5. Benefits: In addition to the salary to be paid to Employee hereunder,
the Company shall provide medical and dental insurance and allow the Employee to
participate in any disability, pension, retirement or other qualified plans
adopted for the benefit of its employees, and in accordance with the Company's
Plan(s). The Employee shall be entitled to a two (2) weeks annual vacation.
6. Extent of Service: The Employee during the term of this Agreement shall
devote his full normal business time, attention and energy and render his best
efforts and skill to the business of the Company.
7. Restrictive Covenant: (A) Employee acknowledges that (i) the business in
which the Company is engaged is intensely competitive and that his employment by
the Company will require that he have access to and knowledge of confidential
information of the Company, including, but not limited to, certain of the
Company's confidential plans for the creation, acquisition or disposition of
products, expansion plans, product development plans, financial status, and
plans and personnel information and trade secrets, which are of vital importance
to the success of the Company's business; (ii) the direct or indirect disclosure
of any such confidential information to existing or potential competitors of the
Company would place the Company at a competitive disadvantage and would cause
damage, financial and otherwise, to the Company's business; and (iii) by his
training, experience and expertise, some of his services to the Company will be
special and unique. (B) Employee agrees that, during the term of this Agreement
and if the Agreement is terminated by the Company for cause, for a period of one
(1) year after the termination of this Agreement, he will not directly or
indirectly become affiliated as an officer, director, employee or consultant or
as a substantial security holder with any other company or entity in a business
which is directly competitive with any business then being conducted by the
Company or its subsidiaries within the Continental United States or in countries
abroad participating in the Company's Global Network.
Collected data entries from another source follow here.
mod params;
mod rules;

pub use params::{ParameterError, Parameters, RestrictionRule};

use std::collections::BTreeSet;
use std::fmt;
use std::str::FromStr;

use serde::{Deserialize, Serialize};
use serde_json::Value;

use super::domain::{CategoryId, Employee, LeaveRequest, LocationId, RestrictionId};
use super::repository::{CoverageSource, RepositoryError};
use super::validation::ValidationResult;

/// The closed set of rule kinds HR can configure.
#[derive(Debug, Clone, Copy, PartialEq, Eq, PartialOrd, Ord, Hash, Serialize, Deserialize)]
#[serde(rename_all = "snake_case")]
pub enum RestrictionKind {
    DateExclusion,
    AdjacentDay,
    ConsecutiveDay,
    CoworkerCoverage,
    DayOfWeek,
    PeriodLimit,
}

impl RestrictionKind {
    /// Evaluation order used by the validator.
    pub const fn ordered() -> [Self; 6] {
        [
            Self::DateExclusion,
            Self::AdjacentDay,
            Self::ConsecutiveDay,
            Self::CoworkerCoverage,
            Self::DayOfWeek,
            Self::PeriodLimit,
        ]
    }

    pub fn label(&self) -> &'static str {
        match self {
            Self::DateExclusion => "Date Exclusion Restriction",
            Self::AdjacentDay => "Adjacent Day Restriction",
            Self::ConsecutiveDay => "Consecutive Day Restriction",
            Self::CoworkerCoverage => "Coworker Restriction",
            Self::DayOfWeek => "Day of Week Restriction",
            Self::PeriodLimit => "Period Limit Restriction",
        }
    }
}

impl fmt::Display for RestrictionKind {
    fn fmt(&self, f: &mut fmt::Formatter<'_>) -> fmt::Result {
        f.write_str(self.label())
    }
}

#[derive(Debug, Clone, PartialEq, Eq, thiserror::Error)]
#[error("unknown restriction type '{0}'")]
pub struct UnknownRestrictionKind(pub String);

impl FromStr for RestrictionKind {
    type Err = UnknownRestrictionKind;

    fn from_str(raw: &str) -> Result<Self, Self::Err> {
        let kind = match raw.trim() {
            "DateExclusionRestriction" | "date_exclusion" => Self::DateExclusion,
            "AdjacentDayRestriction" | "adjacent_day" => Self::AdjacentDay,
            "ConsecutiveDayRestriction" | "consecutive_day" => Self::ConsecutiveDay,
            "CoworkerRestriction" | "coworker_coverage" | "coworker" => Self::CoworkerCoverage,
            "DayOfWeekRestriction" | "day_of_week" => Self::DayOfWeek,
            "PeriodLimitRestriction" | "period_limit" => Self::PeriodLimit,
            other => return Err(UnknownRestrictionKind(other.to_string())),
        };
        Ok(kind)
    }
}

/// A configured rule instance scoped to categories and, optionally, locations.
#[derive(Debug, Clone, PartialEq, Serialize, Deserialize)]
pub struct Restriction {
    pub id: RestrictionId,
    pub kind: RestrictionKind,
    pub name: String,
    #[serde(default)]
    pub description: String,
    #[serde(default)]
    pub categories: BTreeSet<CategoryId>,
    #[serde(default)]
    pub locations: BTreeSet<LocationId>,
    #[serde(default)]
    pub parameters: Parameters,
}

impl Restriction {
    pub fn rule(&self) -> Result<RestrictionRule, ParameterError> {
        RestrictionRule::parse(self.kind, &self.parameters)
    }

    /// Category must match; locations only narrow the scope when `scope_by_location`
    /// is on and the restriction names at least one.
    pub fn applies_to(
        &self,
        category: &CategoryId,
        location: Option<&LocationId>,
        scope_by_location: bool,
    ) -> bool {
        if !self.categories.contains(category) {
            return false;
        }
        if !scope_by_location || self.locations.is_empty() {
            return true;
        }
        location.is_some_and(|location| self.locations.contains(location))
    }

    /// Append this rule's violations for `request`. Bad parameters yield a
    /// single configuration message and nothing else.
    pub fn evaluate(
        &self,
        request: &LeaveRequest,
        requester: &Employee,
        coverage: &dyn CoverageSource,
        result: &mut ValidationResult,
    ) -> Result<(), RepositoryError> {
        let rule = match self.rule() {
            Ok(rule) => rule,
            Err(error) => {
                result.add_error(format!(
                    "Restriction '{}' is misconfigured: {error}",
                    self.name
                ));
                return Ok(());
            }
        };

        match rule {
            RestrictionRule::DateExclusion { excluded_dates } => {
                rules::date_exclusion(request, &excluded_dates, result)
            }
            RestrictionRule::AdjacentDay { holidays } => {
                rules::adjacent_day(request, &holidays, result)
            }
            RestrictionRule::ConsecutiveDay {
                max_consecutive_days,
            } => rules::consecutive_day(request, max_consecutive_days, result),
            RestrictionRule::CoworkerCoverage { min_count } => {
                rules::coworker_coverage(request, requester, min_count, coverage, result)?
            }
            RestrictionRule::DayOfWeek { allowed_days } => {
                rules::day_of_week(request, &allowed_days, result)
            }
            RestrictionRule::PeriodLimit { max_hours, period } => {
                rules::period_limit(request, max_hours, &period, result)
            }
        }
        Ok(())
    }
}

/// HR-supplied fields for a new restriction.
#[derive(Debug, Clone, PartialEq, Serialize, Deserialize)]
pub struct RestrictionDraft {
    pub kind: String,
    pub name: String,
    #[serde(default)]
    pub description: String,
    #[serde(default)]
    pub categories: BTreeSet<CategoryId>,
    #[serde(default)]
    pub locations: BTreeSet<LocationId>,
    #[serde(default)]
    pub parameters: Value,
}

/// Why a draft cannot become a restriction.
#[derive(Debug, Clone, PartialEq, Eq, thiserror::Error)]
pub enum RestrictionDraftError {
    #[error(transparent)]
    UnknownKind(#[from] UnknownRestrictionKind),
    #[error("restriction '{name}': {source}")]
    Parameters {
        name: String,
        source: ParameterError,
    },
}

impl RestrictionDraft {
    pub fn into_restriction(self, id: RestrictionId) -> Result<Restriction, RestrictionDraftError> {
        let kind: RestrictionKind = self.kind.parse()?;
        let parameters = match self.parameters {
            Value::Null => Parameters::new(),
            Value::Object(map) => map,
            _ => {
                return Err(RestrictionDraftError::Parameters {
                    name: self.name,
                    source: ParameterError::NotAnObject,
                })
            }
        };

        let restriction = Restriction {
            id,
            kind,
            name: self.name,
            description: self.description,
            categories: self.categories,
            locations: self.locations,
            parameters,
        };

        if let Err(source) = restriction.rule() {
            return Err(RestrictionDraftError::Parameters {
                name: restriction.name,
                source,
            });
        }
        Ok(restriction)
    }
}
For the purpose hereof,
"substantial security holder" shall mean ownership, directly or indirectly, of
more than 5% of any class of securities of a company or partnership interest in
any partnership.
8. Discoveries, etc.:
[A] The Company shall be the owner, without further compensation, of all
rights of every kind in and with respect to any reports, materials, inventions,
processes, discoveries, improvements, modifications, know-how or trade secrets
hereafter made, prepared, invented, discovered, acquired, suggested or reduced
to practice (hereinafter designated and referred to as "Property Rights") by
Employee in connection with Employee's performance of his duties pursuant to
this Agreement, and the Company shall be entitled to utilize and dispose of such
in such manner as it may determine.
[B] The Employee agrees to and shall promptly disclose to the Board all
Property Rights (whether or not patentable) made, discovered or conceived of by
him, alone or with others, at any time during his employment with the Company.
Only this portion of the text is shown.